Generally, diffusion occurs in liquids and gases. For example, him aroma of a meal When entering a room it is a consequence of the diffusion of a mixture of two gases, that is, the gaseous particles of the food (the aroma) penetrate into the room, which initially only contained air. In this way, they diffuse until the concentration of these particles is the same outside and inside the room.
Some characteristics of a broadcast:
- It occurs from a higher solute concentration to a lower solute concentration zone.
- It is a gradual process, since the particles of the substance that is diffused can undergo various modifications while the process occurs. In addition, it is a type of passive transport, that is, it is not necessary to apply external energy for it to occur.
- The speed of diffusion will depend on the mass and size of the particles of each substance. There are heavy gases whose diffusion is slower and others (lighter gases) whose diffusion is faster.
Examples of diffusion
- The perfume of flowers in a closed place.
- A scent that spreads throughout a room.

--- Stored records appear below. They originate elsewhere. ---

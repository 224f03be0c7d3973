use thiserror::Error;

/// Common error type for mbpoll components.
///
/// Read and parse failures carry the file path in the message.
#[derive(Debug, Error)]
pub enum Error {
    #[error("Configuration error: {0}")]
    Config(String),
}

/// Result type alias using mbpoll's common Error.
pub type Result<T> = std::result::Result<T, Error>;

- A scented person who walks into a room and everyone can smell his perfume.
- The smoke given off by cars on the road.
- Smoke from chimneys in homes or factories.
- The smell of rotting food in the refrigerator.
- The smell of a scented candle, incense or match.
- The smoke of a cigarette in an airtight room.
- Aromatic essences.
- The smell of a rotten egg in a container.
The effusion It is the process by which a gas escapes to the outside of a container through a small opening or crack. The effusion rate is directly proportional to the average velocity of the gas particles.
This means that if a heavy gas molecule presents an effusion, it will do so more slowly than a lighter gas molecule, in which case the effusion will be faster. For instance: deflated balloon.
If the pressure and temperature conditions are equal, the rate of diffusion and effusion of gases is inversely proportional to the square roots of their molar masses.
Being v1 and v2 the velocities of gases 1 and 2 expressed in meters per second (m / s), and M1 and M2 the molar masses of gases 1 and 2 expressed in kilograms per mole (kg / mole).
Examples of effusion
- Push the button on a deodorant.
- Turn a burner knob to turn it on or off.
- A helium canister with a leak.
- A hot air balloon that presents a leak.
- Powered backpacks.
- The gas tubes of the astronauts.
- A balloon deflating.
- A flatulence.
- The separation of uranium-238 into uranium-235-
- A gas cylinder with a small leak through which this gas travels to another compartment or to the outside.